The problem ▸
Go line by line through the records and tally those that include "method". Respond with the tally only.

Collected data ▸
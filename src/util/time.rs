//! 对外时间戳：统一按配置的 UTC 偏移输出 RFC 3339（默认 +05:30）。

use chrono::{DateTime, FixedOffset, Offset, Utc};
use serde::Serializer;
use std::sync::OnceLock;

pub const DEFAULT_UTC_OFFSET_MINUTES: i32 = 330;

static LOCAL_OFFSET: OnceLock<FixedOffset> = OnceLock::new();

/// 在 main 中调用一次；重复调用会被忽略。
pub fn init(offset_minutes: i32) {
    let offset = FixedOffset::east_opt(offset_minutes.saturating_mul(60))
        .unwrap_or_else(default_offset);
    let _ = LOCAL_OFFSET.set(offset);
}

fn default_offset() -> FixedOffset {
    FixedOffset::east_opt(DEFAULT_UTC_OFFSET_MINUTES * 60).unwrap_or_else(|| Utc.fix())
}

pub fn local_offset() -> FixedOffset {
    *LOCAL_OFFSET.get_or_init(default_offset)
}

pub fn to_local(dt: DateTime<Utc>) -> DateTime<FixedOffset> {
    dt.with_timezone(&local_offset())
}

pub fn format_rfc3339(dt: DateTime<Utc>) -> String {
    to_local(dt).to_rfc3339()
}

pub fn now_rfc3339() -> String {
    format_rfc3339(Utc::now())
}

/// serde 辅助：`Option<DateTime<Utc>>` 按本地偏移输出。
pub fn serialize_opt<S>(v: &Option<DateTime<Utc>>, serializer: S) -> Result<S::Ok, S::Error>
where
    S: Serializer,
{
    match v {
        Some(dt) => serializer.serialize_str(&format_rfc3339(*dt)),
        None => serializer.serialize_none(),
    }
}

--

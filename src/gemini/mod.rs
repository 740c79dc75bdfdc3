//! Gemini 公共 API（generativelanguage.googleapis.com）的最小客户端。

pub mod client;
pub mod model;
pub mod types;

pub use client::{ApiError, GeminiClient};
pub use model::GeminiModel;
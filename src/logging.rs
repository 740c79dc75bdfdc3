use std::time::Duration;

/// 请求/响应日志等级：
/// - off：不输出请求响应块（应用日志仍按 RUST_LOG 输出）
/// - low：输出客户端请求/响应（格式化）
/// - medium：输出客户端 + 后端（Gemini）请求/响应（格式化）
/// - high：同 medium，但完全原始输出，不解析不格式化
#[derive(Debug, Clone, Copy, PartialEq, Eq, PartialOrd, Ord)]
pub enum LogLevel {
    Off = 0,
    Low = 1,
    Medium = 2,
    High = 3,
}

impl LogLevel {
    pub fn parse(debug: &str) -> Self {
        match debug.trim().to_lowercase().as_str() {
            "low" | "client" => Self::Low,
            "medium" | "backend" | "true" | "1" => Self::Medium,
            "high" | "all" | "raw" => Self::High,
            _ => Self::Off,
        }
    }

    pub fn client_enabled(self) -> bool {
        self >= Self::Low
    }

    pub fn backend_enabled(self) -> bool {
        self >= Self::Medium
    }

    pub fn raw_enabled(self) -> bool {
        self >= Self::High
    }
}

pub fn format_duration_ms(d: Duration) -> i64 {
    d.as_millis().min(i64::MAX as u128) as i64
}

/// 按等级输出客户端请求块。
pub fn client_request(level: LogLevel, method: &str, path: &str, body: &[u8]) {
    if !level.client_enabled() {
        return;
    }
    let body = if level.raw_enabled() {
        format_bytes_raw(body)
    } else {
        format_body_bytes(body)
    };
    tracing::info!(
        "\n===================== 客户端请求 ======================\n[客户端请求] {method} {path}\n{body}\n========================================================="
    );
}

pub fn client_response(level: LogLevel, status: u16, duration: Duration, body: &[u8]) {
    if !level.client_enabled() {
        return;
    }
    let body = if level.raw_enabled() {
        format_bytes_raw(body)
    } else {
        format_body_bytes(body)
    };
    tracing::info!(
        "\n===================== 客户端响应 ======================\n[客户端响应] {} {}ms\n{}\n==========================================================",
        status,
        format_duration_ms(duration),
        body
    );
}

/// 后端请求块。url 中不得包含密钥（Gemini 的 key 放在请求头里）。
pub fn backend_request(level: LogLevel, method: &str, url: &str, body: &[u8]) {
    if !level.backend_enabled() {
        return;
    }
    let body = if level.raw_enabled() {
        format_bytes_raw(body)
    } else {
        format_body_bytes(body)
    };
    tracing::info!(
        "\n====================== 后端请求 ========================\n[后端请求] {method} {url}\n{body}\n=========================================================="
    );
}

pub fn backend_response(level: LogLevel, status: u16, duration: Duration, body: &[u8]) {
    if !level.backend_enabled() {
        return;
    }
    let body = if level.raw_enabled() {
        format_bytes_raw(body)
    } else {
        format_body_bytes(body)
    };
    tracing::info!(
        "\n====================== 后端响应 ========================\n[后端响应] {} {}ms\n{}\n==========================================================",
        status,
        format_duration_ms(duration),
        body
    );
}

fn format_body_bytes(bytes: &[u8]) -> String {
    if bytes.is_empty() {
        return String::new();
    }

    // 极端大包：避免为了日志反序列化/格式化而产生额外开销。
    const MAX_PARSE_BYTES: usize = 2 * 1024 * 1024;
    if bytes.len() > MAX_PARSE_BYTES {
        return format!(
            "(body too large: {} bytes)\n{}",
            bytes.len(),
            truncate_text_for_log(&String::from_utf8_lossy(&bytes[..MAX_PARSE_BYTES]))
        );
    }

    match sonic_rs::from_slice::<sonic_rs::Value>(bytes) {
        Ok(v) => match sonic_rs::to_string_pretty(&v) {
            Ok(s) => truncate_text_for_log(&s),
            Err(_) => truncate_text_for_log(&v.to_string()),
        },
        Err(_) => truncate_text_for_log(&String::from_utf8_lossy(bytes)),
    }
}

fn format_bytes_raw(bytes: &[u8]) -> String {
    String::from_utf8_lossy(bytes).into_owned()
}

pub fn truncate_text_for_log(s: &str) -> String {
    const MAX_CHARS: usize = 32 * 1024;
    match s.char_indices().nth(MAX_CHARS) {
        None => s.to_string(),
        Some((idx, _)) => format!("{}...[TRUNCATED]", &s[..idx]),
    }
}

Solution below ▸
4